═══ INFORMATION SHOWN

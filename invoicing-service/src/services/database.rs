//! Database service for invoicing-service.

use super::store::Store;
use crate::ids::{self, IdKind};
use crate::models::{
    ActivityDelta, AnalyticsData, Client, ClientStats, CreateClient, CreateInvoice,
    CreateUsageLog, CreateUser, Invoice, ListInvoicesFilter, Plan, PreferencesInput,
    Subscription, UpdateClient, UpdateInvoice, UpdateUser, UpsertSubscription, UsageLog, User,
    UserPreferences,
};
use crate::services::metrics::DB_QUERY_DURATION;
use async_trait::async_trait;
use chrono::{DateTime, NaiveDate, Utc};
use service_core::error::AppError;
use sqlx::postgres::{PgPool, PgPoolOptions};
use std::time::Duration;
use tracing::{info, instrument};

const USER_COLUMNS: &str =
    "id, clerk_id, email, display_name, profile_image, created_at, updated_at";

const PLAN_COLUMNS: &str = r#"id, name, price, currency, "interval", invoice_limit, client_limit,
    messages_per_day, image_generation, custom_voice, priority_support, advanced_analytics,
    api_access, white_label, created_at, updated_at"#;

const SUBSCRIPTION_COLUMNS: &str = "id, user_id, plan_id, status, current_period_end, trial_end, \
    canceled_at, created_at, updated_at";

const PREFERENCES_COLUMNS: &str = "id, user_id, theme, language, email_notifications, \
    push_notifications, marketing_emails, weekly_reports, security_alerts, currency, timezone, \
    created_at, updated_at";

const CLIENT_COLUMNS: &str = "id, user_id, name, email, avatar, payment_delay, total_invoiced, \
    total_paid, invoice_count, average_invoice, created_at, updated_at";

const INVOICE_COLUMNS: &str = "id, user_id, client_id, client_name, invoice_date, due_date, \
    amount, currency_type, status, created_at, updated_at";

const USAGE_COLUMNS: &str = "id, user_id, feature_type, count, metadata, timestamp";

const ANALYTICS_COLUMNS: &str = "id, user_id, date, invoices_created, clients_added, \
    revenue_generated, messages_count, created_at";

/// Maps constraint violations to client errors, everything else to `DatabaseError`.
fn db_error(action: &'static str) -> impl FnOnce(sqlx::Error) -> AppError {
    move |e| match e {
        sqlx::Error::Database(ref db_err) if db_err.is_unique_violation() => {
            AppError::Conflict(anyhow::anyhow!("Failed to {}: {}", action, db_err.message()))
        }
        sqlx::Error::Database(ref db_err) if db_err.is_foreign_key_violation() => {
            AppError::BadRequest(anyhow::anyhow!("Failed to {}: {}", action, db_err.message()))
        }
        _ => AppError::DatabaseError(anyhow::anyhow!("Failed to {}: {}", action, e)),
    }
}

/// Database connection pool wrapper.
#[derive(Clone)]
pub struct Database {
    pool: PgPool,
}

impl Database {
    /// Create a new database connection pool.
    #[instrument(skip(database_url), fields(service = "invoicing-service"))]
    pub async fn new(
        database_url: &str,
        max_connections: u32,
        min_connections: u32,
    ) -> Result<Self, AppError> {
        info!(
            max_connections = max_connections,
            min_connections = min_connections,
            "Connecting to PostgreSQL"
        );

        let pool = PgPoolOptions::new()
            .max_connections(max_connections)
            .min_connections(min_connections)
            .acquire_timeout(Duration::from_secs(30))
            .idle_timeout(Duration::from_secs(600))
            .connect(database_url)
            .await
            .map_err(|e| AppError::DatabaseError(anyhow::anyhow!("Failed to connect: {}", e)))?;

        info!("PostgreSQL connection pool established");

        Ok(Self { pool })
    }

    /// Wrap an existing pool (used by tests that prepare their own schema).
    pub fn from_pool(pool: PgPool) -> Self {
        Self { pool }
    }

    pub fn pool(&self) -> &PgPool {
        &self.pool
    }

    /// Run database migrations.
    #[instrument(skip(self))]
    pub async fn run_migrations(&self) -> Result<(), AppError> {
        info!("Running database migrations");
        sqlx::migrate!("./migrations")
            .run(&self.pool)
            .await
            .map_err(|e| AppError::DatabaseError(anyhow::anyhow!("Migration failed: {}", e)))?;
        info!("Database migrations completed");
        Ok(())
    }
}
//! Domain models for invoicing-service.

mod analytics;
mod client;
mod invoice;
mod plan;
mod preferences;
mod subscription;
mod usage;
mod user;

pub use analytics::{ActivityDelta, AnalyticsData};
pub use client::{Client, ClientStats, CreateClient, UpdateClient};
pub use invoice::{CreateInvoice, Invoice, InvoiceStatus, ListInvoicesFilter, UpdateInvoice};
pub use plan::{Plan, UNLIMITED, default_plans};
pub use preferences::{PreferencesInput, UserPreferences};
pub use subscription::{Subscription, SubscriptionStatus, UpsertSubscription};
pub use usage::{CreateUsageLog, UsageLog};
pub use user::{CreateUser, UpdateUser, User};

══════

◆ YOUR INSTRUCTIONS:
Look through the entries above. Copy out every line holding the word "AnalyticsData".

◆ OUTPUT FOR THIS EXERCISE:
    ActivityDelta, AnalyticsData, Client, ClientStats, CreateClient, CreateInvoice,
pub use analytics::{ActivityDelta, AnalyticsData};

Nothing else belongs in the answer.